TASK TO CARRY OUT » Would you please copy exactly the line with "pub mod domain;" and all lines that follow it in the data below, through the last one?

Dataset records
____

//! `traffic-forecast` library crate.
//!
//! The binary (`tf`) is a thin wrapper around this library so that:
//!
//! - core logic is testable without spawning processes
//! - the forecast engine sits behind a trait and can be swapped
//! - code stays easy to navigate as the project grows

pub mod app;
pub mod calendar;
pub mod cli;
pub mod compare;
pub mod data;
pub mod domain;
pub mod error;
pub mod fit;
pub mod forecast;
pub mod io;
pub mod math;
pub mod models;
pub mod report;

____

TASK RESPONSE »
pub mod domain;
pub mod error;
pub mod fit;
pub mod forecast;
pub mod io;
pub mod math;
pub mod models;
pub mod report;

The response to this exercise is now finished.